Чувство собственного достоинства побуждало Энтони отклонить предложение, но он чувствовал, что вот-вот рухнет в обморок, и решил, что кофе с молоком и чуррос позволят предстать на допросе, который ему без сомнения предстоит, с большей ясностью суждений.

- Уж чего-чего, - заметил инспектор, глядя, с каким удовольствием англичанин уписывает завтрак, - а таких чуррос, как у нас в Мадриде, нет больше нигде.

Произнеся эту безобидную фразу, он извлек из папки лист глянцевой бумаги и показал англичанину. Это оказалась фотография коротко стриженного человека в мундире. Несмотря на то, что качество фотографии оставляло желать лучшего, Энтони сразу его узнал. Это был тот самый человек, с которым он познакомился в доме герцога де ла Игуалады. К счастью, рот его в это время был набит чуррос, что помогло ему скрыть изумление и замешательство, а также хоть немного затянуть с ответом. Взяв себя в руки, он достал платок, вытер жирные губы и пальцы и спросил, как ни в чем не бывало:

- Кто это?

- Этот ваш вопрос делает мой собственный совершенно бессмысленным. Вы ведь даете мне понять, что не знаете этого человека и никогда его не встречали, - ответил подполковник, поднося фотографию к самым глазам англичанина. - А впрочем, это неважно, я и не считал, что у вас может быть что-то общее с этим типом. Просто подумал: вдруг вы могли его где-то мельком видеть - скажем, в кафе или в доме ваших друзей... такая, знаете ли, случайная встреча... Что же касается личности этого персонажа, - продолжал он, убирая фотографию в папку и закрывая обложку, - вполне естественно, что вы о нем не слыхали, но могу вас уверить, немного найдется испанцев, которым было бы незнакомо имя этого человека.

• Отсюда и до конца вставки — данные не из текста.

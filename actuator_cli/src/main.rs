//! actuator CLI entry point: config loading, logging setup, dispatch.

mod cli;
mod error_fmt;
mod run;

use std::fs;
use std::process::ExitCode;
use std::sync::Arc;
use std::sync::atomic::{AtomicBool, Ordering};

use clap::Parser;
use eyre::WrapErr;

use crate::cli::{Cli, Commands, FILE_GUARD, JSON_MODE};
use crate::error_fmt::{exit_code_for_error, format_error_json, humanize};
use crate::run::{Goal, RunReport};

fn main() -> ExitCode {
    let _ = color_eyre::install();
    let cli = Cli::parse();
    let _ = JSON_MODE.set(cli.json);

    match real_main(&cli) {
        Ok(()) => ExitCode::SUCCESS,
        Err(err) => {
            if *JSON_MODE.get().unwrap_or(&false) {
                eprintln!("{}", format_error_json(&err));
            } else {
                eprintln!("{}", humanize(&err));
            }
            ExitCode::from(u8::try_from(exit_code_for_error(&err)).unwrap_or(1))
        }
    }
}

fn real_main(cli: &Cli) -> eyre::Result<()> {
    let text = fs::read_to_string(&cli.config)
        .wrap_err_with(|| format!("reading config {}", cli.config.display()))?;
    let cfg = actuator_config::load_toml(&text)
        .map_err(|e| actuator_core::ActuatorError::Config(e.to_string()))
        .wrap_err("parsing config TOML")?;
    cfg.validate()
        .map_err(|e| actuator_core::ActuatorError::Config(e.to_string()))
        .wrap_err("invalid configuration")?;

    init_logging(&cli.log_level, &cfg.logging);

    let shutdown = Arc::new(AtomicBool::new(false));
    {
        let shutdown = Arc::clone(&shutdown);
        ctrlc::set_handler(move || shutdown.store(true, Ordering::SeqCst))
            .wrap_err("installing ctrl-c handler")?;
    }

    let (goal, max_run_ms) = match cli.cmd {
        Commands::Home { max_run_ms } => (Goal::Home, max_run_ms),
        Commands::Extend { max_run_ms } => (Goal::Extend, max_run_ms),
        Commands::Shrink { max_run_ms } => (Goal::Shrink, max_run_ms),
    };

    let report = run::run(&cfg, goal, max_run_ms, cli.sim_travel_ms, &shutdown)?;
    print_report(goal, &report, cli.json);
    Ok(())
}

fn print_report(goal: Goal, report: &RunReport, json: bool) {
    if json {
        let obj = serde_json::json!({
            "command": goal.name(),
            "elapsed_ms": report.elapsed_ms,
            "extend_travel_ms": report.extend_travel_ms,
            "shrink_travel_ms": report.shrink_travel_ms,
        });
        println!("{obj}");
        return;
    }
    match goal {
        Goal::Home => println!(
            "homing complete in {} ms: extend travel {} ms, shrink travel {} ms",
            report.elapsed_ms, report.extend_travel_ms, report.shrink_travel_ms
        ),
        Goal::Extend | Goal::Shrink => println!(
            "{} complete in {} ms",
            goal.name(),
            report.elapsed_ms
        ),
    }
}

fn init_logging(cli_level: &str, logging: &actuator_config::Logging) {
    use tracing_appender::rolling::{RollingFileAppender, Rotation};
    use tracing_subscriber::{EnvFilter, fmt, layer::SubscriberExt, util::SubscriberInitExt};

    // An explicit CLI flag wins over the config's level; RUST_LOG wins over both.
    let level = if cli_level == "info" {
        logging.level.as_deref().unwrap_or(cli_level)
    } else {
        cli_level
    };
    let filter = EnvFilter::try_from_default_env().unwrap_or_else(|_| EnvFilter::new(level));

    let file_layer = logging.file.as_ref().map(|path| {
        let rotation = match logging.rotation.as_deref() {
            Some("daily") => Rotation::DAILY,
            Some("hourly") => Rotation::HOURLY,
            _ => Rotation::NEVER,
        };
        let path = std::path::Path::new(path);
        let dir = path.parent().filter(|p| !p.as_os_str().is_empty());
        let name = path
            .file_name()
            .map_or_else(|| "actuator.log".into(), |n| n.to_os_string());
        let appender =
            RollingFileAppender::new(rotation, dir.unwrap_or(std::path::Path::new(".")), name);
        let (writer, guard) = tracing_appender::non_blocking(appender);
        let _ = FILE_GUARD.set(guard);
        fmt::layer().json().with_writer(writer)
    });

    tracing_subscriber::registry()
        .with(filter)
        .with(fmt::layer().with_target(false).with_writer(std::io::stderr))
        .with(file_layer)
        .init();
}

Подмигнув капитану Коскольюэле и Пилар, он вкратце набросал для англичанина словесный портрет столь знаменитой персоны.

Этот человек был старшим сыном Мигеля Примо де Риверы, возглавившего переворот генерала, который являлся диктатором Испании с 1923 по 1930 год. Хосе-Антонио Примо де Ривера и Саэнс де Эредья в прежние времена пользовался титулом маркиза де Эстелья, под которым был известен в аристократических кругах, где он вращался; приверженцы называли его Хосе-Антонио, или, попросту, Вождь. Уроженец Мадрида, по профессии адвокат, холост; в настоящее время ему тридцать три года. Был разжалован и изгнан из армии за драку с генералом в общественном месте - правда, оба тогда были в штатском.